Retrograde is a 2022 American documentary film directed by Matthew Heineman that covers events that took place during the final nine months of America's 20-year war in Afghanistan. It had its U.S. premiere at the Telluride Film Festival on September 3, 2022, and had its Canadian debut at the Vancouver International Film Festival on October 2, 2022. It was released in select theaters in the United States by National Geographic Documentary Films and was later made available on various streaming platforms. The film received critical acclaim, was nominated for the Directors Guild of America Award for Outstanding Directing in the Documentary Category at the Producers Guild of America Awards, and won the Doc NYC award at the annual documentary film festival.

Synopsis 
Retrograde is a 2022 American documentary film that covers events that took place during the final nine months of the United States' 20-year war in Afghanistan.

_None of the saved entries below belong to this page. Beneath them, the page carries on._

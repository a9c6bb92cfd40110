//! Typed UUID wrappers.
//!
//! `Id<T>` wraps a `uuid::Uuid` and tags it with the entity it identifies, so a
//! `ProviderId` can never be passed where a `NeedId` is expected:
//!
//! ```compile_fail
//! use linksy_core::common::{NeedId, ProviderId};
//!
//! let provider_id = ProviderId::new();
//! let need_id: NeedId = provider_id;
//! ```
//!
//! New ids are UUID v7 (time-ordered) so freshly inserted rows index well.
//! Ids coming from the database or from request bodies keep whatever version
//! they were created with.

use serde::{Deserialize, Deserializer, Serialize, Serializer};
use std::cmp::Ordering;
use std::fmt::{self, Debug, Display};
use std::hash::{Hash, Hasher};
use std::marker::PhantomData;
use std::str::FromStr;
use uuid::Uuid;

#[repr(transparent)]
pub struct Id<T>(Uuid, PhantomData<fn() -> T>);

impl<T> Id<T> {
    /// Creates a new time-ordered id.
    #[inline]
    pub fn new() -> Self {
        Self(Uuid::now_v7(), PhantomData)
    }

    #[inline]
    pub fn from_uuid(uuid: Uuid) -> Self {
        Self(uuid, PhantomData)
    }

    #[inline]
    pub fn into_uuid(self) -> Uuid {
        self.0
    }

    #[inline]
    pub fn as_uuid(&self) -> &Uuid {
        &self.0
    }

    /// Parses an id from its hyphenated string form.
    pub fn parse(s: &str) -> Result<Self, uuid::Error> {
        Uuid::parse_str(s).map(Self::from_uuid)
    }
}

impl<T> Default for Id<T> {
    fn default() -> Self {
        Self::new()
    }
}

// Manual impls: derives would put bounds on `T`, which is only a marker.

impl<T> Clone for Id<T> {
    #[inline]
    fn clone(&self) -> Self {
        *self
    }
}

impl<T> Copy for Id<T> {}

impl<T> Debug for Id<T> {
    fn fmt(&self, f: &mut fmt::Formatter<'_>) -> fmt::Result {
        let entity = std::any::type_name::<T>()
            .rsplit("::")
            .next()
            .unwrap_or("?");
        write!(f, "Id<{}>({})", entity, self.0)
    }
}

impl<T> Display for Id<T> {
    fn fmt(&self, f: &mut fmt::Formatter<'_>) -> fmt::Result {
        Display::fmt(&self.0, f)
    }
}

impl<T> PartialEq for Id<T> {
    #[inline]
    fn eq(&self, other: &Self) -> bool {
        self.0 == other.0
    }
}

impl<T> Eq for Id<T> {}

impl<T> PartialOrd for Id<T> {
    #[inline]
    fn partial_cmp(&self, other: &Self) -> Option<Ordering> {
        Some(self.cmp(other))
    }
}

impl<T> Ord for Id<T> {
    #[inline]
    fn cmp(&self, other: &Self) -> Ordering {
        self.0.cmp(&other.0)
    }
}

impl<T> Hash for Id<T> {
    fn hash<H: Hasher>(&self, state: &mut H) {
        self.0.hash(state);
    }
}

impl<T> From<Uuid> for Id<T> {
    fn from(uuid: Uuid) -> Self {
        Self::from_uuid(uuid)
    }
}

impl<T> From<Id<T>> for Uuid {
    fn from(id: Id<T>) -> Self {
        id.0
    }
}

impl<T> FromStr for Id<T> {
    type Err = uuid::Error;

    fn from_str(s: &str) -> Result<Self, Self::Err> {
        Self::parse(s)
    }
}

impl<T> Serialize for Id<T> {
    fn serialize<S: Serializer>(&self, serializer: S) -> Result<S::Ok, S::Error> {
        self.0.serialize(serializer)
    }
}

impl<'de, T> Deserialize<'de> for Id<T> {
    fn deserialize<D: Deserializer<'de>>(deserializer: D) -> Result<Self, D::Error> {
        Uuid::deserialize(deserializer).map(Self::from_uuid)
    }
}

// ============================================================================
// sqlx (Postgres uuid / uuid[])
// ============================================================================

use sqlx::encode::IsNull;
use sqlx::error::BoxDynError;
use sqlx::postgres::{PgArgumentBuffer, PgHasArrayType, PgTypeInfo, PgValueRef, Postgres};
use sqlx::{Decode, Encode, Type};

impl<T> Type<Postgres> for Id<T> {
    fn type_info() -> PgTypeInfo {
        <Uuid as Type<Postgres>>::type_info()
    }

    fn compatible(ty: &PgTypeInfo) -> bool {
        <Uuid as Type<Postgres>>::compatible(ty)
    }
}

impl<T> PgHasArrayType for Id<T> {
    fn array_type_info() -> PgTypeInfo {
        <Uuid as PgHasArrayType>::array_type_info()
    }
}

impl<T> Encode<'_, Postgres> for Id<T> {
    fn encode_by_ref(&self, buf: &mut PgArgumentBuffer) -> Result<IsNull, BoxDynError> {
        <Uuid as Encode<Postgres>>::encode_by_ref(&self.0, buf)
    }
}

impl<T> Decode<'_, Postgres> for Id<T> {
    fn decode(value: PgValueRef<'_>) -> Result<Self, BoxDynError> {
        <Uuid as Decode<Postgres>>::decode(value).map(Self::from_uuid)
    }
}

#[cfg(test)]
mod tests {
    use super::*;

    struct Widget;
    type WidgetId = Id<Widget>;

    #[test]
    fn test_parse_display_roundtrip() {
        let id = WidgetId::new();
        assert_eq!(WidgetId::parse(&id.to_string()).unwrap(), id);
        assert!(WidgetId::parse("not-a-uuid").is_err());
    }

    #[test]
    fn test_serializes_as_plain_uuid() {
        let uuid = Uuid::new_v4();
        let json = serde_json::to_string(&WidgetId::from_uuid(uuid)).unwrap();
        assert_eq!(json, format!("\"{}\"", uuid));
    }

    #[test]
    fn test_debug_names_entity() {
        let debug = format!("{:?}", WidgetId::new());
        assert!(debug.starts_with("Id<Widget>("));
    }

    #[test]
    fn test_new_ids_are_time_ordered() {
        let first = WidgetId::new();
        std::thread::sleep(std::time::Duration::from_millis(2));
        let second = WidgetId::new();
        assert!(first < second);
    }
}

The film includes actions taken by the last American Special Forces units stationed there, Sami Sadat, a young Afghan general and his troops defending their country, and a chaotic exodus of its civilians, desperate to flee a country that will once again be controlled by the Taliban.

Release 
Retrograde premiered in the United States on September 3, 2022, at the Telluride Film Festival. It had its Canadian premiere at the Vancouver International Film Festival on October 2, 2022.

Picturehouse released the film in select US cities on November 11 in New York City and Washington, D.C., and in Los Angeles, San Francisco, San Diego, and Colorado Springs on November 18.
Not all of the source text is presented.